**WORK REQUIRED:** After locating the line that contains "for one file." in the records below, write out exactly that line and each line after it through the one that contains "if let Some(cached)", and nothing else.

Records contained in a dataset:
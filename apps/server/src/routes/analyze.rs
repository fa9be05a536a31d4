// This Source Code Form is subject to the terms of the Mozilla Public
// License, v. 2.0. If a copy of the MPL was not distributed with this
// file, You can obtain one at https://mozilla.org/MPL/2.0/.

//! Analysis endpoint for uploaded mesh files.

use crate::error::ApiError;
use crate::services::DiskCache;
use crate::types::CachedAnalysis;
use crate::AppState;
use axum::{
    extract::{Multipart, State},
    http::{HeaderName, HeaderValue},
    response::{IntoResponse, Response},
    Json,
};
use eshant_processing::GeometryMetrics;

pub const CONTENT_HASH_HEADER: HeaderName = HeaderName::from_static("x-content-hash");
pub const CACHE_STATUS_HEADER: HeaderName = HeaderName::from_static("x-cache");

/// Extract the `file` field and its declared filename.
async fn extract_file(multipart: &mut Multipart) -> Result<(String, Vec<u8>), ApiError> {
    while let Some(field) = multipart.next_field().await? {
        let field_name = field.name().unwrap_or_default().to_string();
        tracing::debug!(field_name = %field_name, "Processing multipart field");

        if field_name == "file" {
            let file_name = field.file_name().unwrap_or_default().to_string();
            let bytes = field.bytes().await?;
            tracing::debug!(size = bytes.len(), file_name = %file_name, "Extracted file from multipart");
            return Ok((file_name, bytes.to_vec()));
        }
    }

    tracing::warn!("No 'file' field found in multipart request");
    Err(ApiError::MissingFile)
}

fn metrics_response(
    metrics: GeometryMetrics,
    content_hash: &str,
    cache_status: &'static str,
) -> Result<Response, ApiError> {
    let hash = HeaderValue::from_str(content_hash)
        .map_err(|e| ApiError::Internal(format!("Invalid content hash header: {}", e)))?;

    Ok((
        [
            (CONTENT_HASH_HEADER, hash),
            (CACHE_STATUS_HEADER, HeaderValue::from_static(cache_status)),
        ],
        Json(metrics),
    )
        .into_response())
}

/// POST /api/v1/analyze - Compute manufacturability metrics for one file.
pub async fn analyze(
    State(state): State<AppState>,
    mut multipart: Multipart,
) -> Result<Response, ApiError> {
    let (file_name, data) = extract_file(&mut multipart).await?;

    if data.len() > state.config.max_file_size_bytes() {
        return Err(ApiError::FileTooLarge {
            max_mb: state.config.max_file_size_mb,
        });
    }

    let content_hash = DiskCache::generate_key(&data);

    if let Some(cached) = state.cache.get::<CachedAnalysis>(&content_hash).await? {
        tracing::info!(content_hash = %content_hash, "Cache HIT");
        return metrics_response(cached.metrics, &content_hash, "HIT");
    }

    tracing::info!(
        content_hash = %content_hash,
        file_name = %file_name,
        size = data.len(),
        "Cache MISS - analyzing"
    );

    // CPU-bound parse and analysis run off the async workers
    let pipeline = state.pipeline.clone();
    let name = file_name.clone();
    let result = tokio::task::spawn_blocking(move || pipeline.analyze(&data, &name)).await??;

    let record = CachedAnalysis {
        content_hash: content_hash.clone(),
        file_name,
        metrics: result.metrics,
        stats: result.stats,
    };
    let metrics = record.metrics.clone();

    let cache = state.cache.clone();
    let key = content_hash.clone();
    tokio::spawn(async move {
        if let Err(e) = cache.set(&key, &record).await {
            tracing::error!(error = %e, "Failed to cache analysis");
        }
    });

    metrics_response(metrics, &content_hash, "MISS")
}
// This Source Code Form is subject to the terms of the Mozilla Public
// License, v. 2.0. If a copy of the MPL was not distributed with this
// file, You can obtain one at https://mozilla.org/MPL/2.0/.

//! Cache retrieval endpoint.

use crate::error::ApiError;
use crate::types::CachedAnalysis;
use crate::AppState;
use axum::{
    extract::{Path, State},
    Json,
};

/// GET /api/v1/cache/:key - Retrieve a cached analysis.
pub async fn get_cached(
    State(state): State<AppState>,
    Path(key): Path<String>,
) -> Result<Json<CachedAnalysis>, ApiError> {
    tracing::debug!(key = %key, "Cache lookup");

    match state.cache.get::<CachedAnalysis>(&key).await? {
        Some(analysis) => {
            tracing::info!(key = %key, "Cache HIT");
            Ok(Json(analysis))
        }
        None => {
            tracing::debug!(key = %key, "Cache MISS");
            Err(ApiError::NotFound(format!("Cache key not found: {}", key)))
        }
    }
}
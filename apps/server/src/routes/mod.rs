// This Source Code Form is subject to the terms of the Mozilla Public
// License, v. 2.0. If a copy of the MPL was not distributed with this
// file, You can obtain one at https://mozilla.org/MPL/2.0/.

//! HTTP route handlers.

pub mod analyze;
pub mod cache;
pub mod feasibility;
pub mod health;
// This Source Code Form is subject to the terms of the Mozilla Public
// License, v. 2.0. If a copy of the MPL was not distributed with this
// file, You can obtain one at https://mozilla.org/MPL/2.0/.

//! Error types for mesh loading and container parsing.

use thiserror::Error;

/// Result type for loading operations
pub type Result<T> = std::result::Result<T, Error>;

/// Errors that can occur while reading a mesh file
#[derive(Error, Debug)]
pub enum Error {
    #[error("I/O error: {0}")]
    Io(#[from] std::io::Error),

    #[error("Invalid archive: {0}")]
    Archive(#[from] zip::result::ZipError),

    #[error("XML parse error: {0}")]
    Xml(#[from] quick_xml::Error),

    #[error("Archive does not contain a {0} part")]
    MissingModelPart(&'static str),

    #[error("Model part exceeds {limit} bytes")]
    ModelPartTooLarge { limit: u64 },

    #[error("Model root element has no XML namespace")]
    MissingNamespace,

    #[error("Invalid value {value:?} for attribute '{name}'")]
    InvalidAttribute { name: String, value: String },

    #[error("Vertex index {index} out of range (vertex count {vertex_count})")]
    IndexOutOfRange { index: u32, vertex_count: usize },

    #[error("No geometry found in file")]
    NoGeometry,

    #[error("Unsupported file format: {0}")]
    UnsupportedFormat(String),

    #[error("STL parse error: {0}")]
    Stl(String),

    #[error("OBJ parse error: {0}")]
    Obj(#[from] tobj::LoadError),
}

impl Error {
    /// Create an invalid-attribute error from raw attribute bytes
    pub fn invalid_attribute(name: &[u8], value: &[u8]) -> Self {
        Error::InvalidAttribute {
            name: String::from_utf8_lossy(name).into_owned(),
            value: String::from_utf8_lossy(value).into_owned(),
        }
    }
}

**RESPONSE TO THIS EXERCISE:**
/// POST /api/v1/analyze - Compute manufacturability metrics for one file.
pub async fn analyze(
    State(state): State<AppState>,
    mut multipart: Multipart,
) -> Result<Response, ApiError> {
    let (file_name, data) = extract_file(&mut multipart).await?;

    if data.len() > state.config.max_file_size_bytes() {
        return Err(ApiError::FileTooLarge {
            max_mb: state.config.max_file_size_mb,
        });
    }

    let content_hash = DiskCache::generate_key(&data);

    if let Some(cached) = state.cache.get::<CachedAnalysis>(&content_hash).await? {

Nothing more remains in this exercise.